'''
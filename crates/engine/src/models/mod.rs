//! Core domain models.
//!
//! These types are the source of truth for what a workflow and an execution
//! look like in memory. Nested structures (nodes, edges, schedule, config,
//! statistics, context, node records, metrics) are serialized to JSON text
//! columns by the `db` crate on write and deserialized on read.

pub mod edge;
pub mod execution;
pub mod node;
pub mod workflow;

pub use edge::{Edge, EdgeCondition, EdgeConfig, EdgeDataMapping, EdgeStats, EdgeType};
pub use execution::{
    Execution, ExecutionContext, ExecutionMetrics, ExecutionNodeRecord, ExecutionStatus,
    NodeRunStatus, TriggerType,
};
pub use node::{InputConfig, Node, NodeConfig, NodeType};
pub use workflow::{
    MissedRunPolicy, ScheduleType, Workflow, WorkflowConfig, WorkflowSchedule, WorkflowStatistics,
    WorkflowStatus,
};
//! The `NodePlugin` trait — the contract every node must fulfil — plus the
//! metadata and input/output types exchanged with the engine.

use std::collections::HashMap;

use async_trait::async_trait;
use chrono::{DateTime, Utc};
use serde::{Deserialize, Serialize};
use serde_json::Value;

use crate::NodeError;

/// String-keyed JSON map, the lingua franca between engine and plugins.
pub type ValueMap = HashMap<String, Value>;

// ---------------------------------------------------------------------------
// Metadata
// ---------------------------------------------------------------------------

/// Describes a plugin to the registry, the API surface, and UI builders.
#[derive(Debug, Clone, Serialize, Deserialize)]
pub struct NodeMetadata {
    pub id: String,
    pub name: String,
    #[serde(default)]
    pub description: String,
    #[serde(default)]
    pub version: String,
    /// Coarse grouping used by the catalog UI ("datasource", "transform", …).
    pub category: String,
    /// Concrete plugin type within the category.
    #[serde(rename = "type")]
    pub kind: String,
    #[serde(default)]
    pub icon: String,
    #[serde(default)]
    pub tags: Vec<String>,

    #[serde(default)]
    pub input_ports: Vec<PortDefinition>,
    #[serde(default)]
    pub output_ports: Vec<PortDefinition>,

    /// Schema describing the plugin's config blob. Required for registration.
    pub config_schema: Option<ConfigSchema>,

    #[serde(default)]
    pub author: String,
    pub created_at: DateTime<Utc>,
    pub updated_at: DateTime<Utc>,
}

/// A single named input or output port.
#[derive(Debug, Clone, Serialize, Deserialize)]
pub struct PortDefinition {
    pub id: String,
    pub name: String,
    #[serde(default)]
    pub description: String,
    pub data_type: String,
    #[serde(default)]
    pub required: bool,
    #[serde(default)]
    pub multiple: bool,
}

/// Schema of a plugin's config blob, consumed by UI form builders.
#[derive(Debug, Clone, Serialize, Deserialize)]
pub struct ConfigSchema {
    #[serde(rename = "type")]
    pub kind: String,
    pub properties: Vec<ConfigField>,
    #[serde(default)]
    pub required: Vec<String>,
}

/// One field in a config schema.
#[derive(Debug, Clone, Default, Serialize, Deserialize)]
pub struct ConfigField {
    pub name: String,
    #[serde(rename = "type")]
    pub kind: String,
    #[serde(default)]
    pub title: String,
    #[serde(default)]
    pub description: String,
    #[serde(default, skip_serializing_if = "Option::is_none")]
    pub default: Option<Value>,
    #[serde(rename = "enum", default, skip_serializing_if = "Option::is_none")]
    pub enum_values: Option<Vec<Value>>,
    /// Nested fields when `kind` is "object".
    #[serde(default, skip_serializing_if = "Vec::is_empty")]
    pub properties: Vec<ConfigField>,
    /// Element schema when `kind` is "array".
    #[serde(default, skip_serializing_if = "Option::is_none")]
    pub items: Option<Box<ConfigField>>,
    /// Required nested property names when `kind` is "object".
    #[serde(default, skip_serializing_if = "Vec::is_empty")]
    pub required: Vec<String>,
    #[serde(default, skip_serializing_if = "Option::is_none")]
    pub widget: Option<String>,
    #[serde(default, skip_serializing_if = "Option::is_none")]
    pub placeholder: Option<String>,
}

// ---------------------------------------------------------------------------
// Input / output
// ---------------------------------------------------------------------------

/// Everything a plugin receives for one execution.
#[derive(Debug, Clone, Default, Serialize, Deserialize)]
pub struct NodeInput {
    /// Data prepared by the engine: global variables plus the node's input
    /// mapping and defaults.
    pub data: ValueMap,
    /// The node's plugin-specific config blob.
    pub config: ValueMap,
    /// Execution-scoped context values.
    pub context: ValueMap,
    /// Snapshot of the execution's global variables bus.
    pub variables: ValueMap,
}

/// Structured result of one plugin execution.
///
/// Plugins never "throw" for business failures: they set `success = false`
/// and fill `error`. The engine converts that into an execution failure with
/// the error string preserved.
#[derive(Debug, Clone, Default, Serialize, Deserialize)]
pub struct NodeOutput {
    pub data: ValueMap,
    #[serde(default, skip_serializing_if = "Option::is_none")]
    pub error: Option<String>,
    #[serde(default)]
    pub logs: Vec<String>,
    #[serde(default)]
    pub metrics: ValueMap,
    pub success: bool,
    /// Wall-clock execution time in milliseconds.
    pub duration_ms: u64,
}

impl NodeOutput {
    /// A failed output carrying the given error message.
    pub fn failure(error: impl Into<String>) -> Self {
        Self {
            error: Some(error.into()),
            success: false,
            ..Self::default()
        }
    }
}

// ---------------------------------------------------------------------------
// The plugin trait
// ---------------------------------------------------------------------------

/// The core plugin contract.
///
/// Cancellation and deadlines are enforced by the engine racing the future
/// returned by [`execute`](NodePlugin::execute) against a timeout and the
/// execution's cancellation token — a plugin that is cancelled is dropped
/// mid-await, so implementations must not hold work that outlives the future.
#[async_trait]
pub trait NodePlugin: Send + Sync {
    /// Metadata describing this plugin (id, ports, config schema, …).
    fn metadata(&self) -> NodeMetadata;

    /// Statically validate a user-supplied config blob.
    fn validate(&self, config: &ValueMap) -> Result<(), NodeError>;

    /// Execute the node.
    async fn execute(&self, input: NodeInput) -> Result<NodeOutput, NodeError>;

    /// Optional helper for UI-side suggestions (enumerate tables, …).
    /// Never invoked by the engine.
    fn dynamic_data(&self, method: &str, _params: &ValueMap) -> Result<Value, NodeError> {
        Err(NodeError::UnsupportedMethod(method.to_string()))
    }
}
'''
PROBLEM TO WORK ON: How many lines in the records hold the string "ConfigSchema"? Reply with the number alone.

TASK RESULT: 2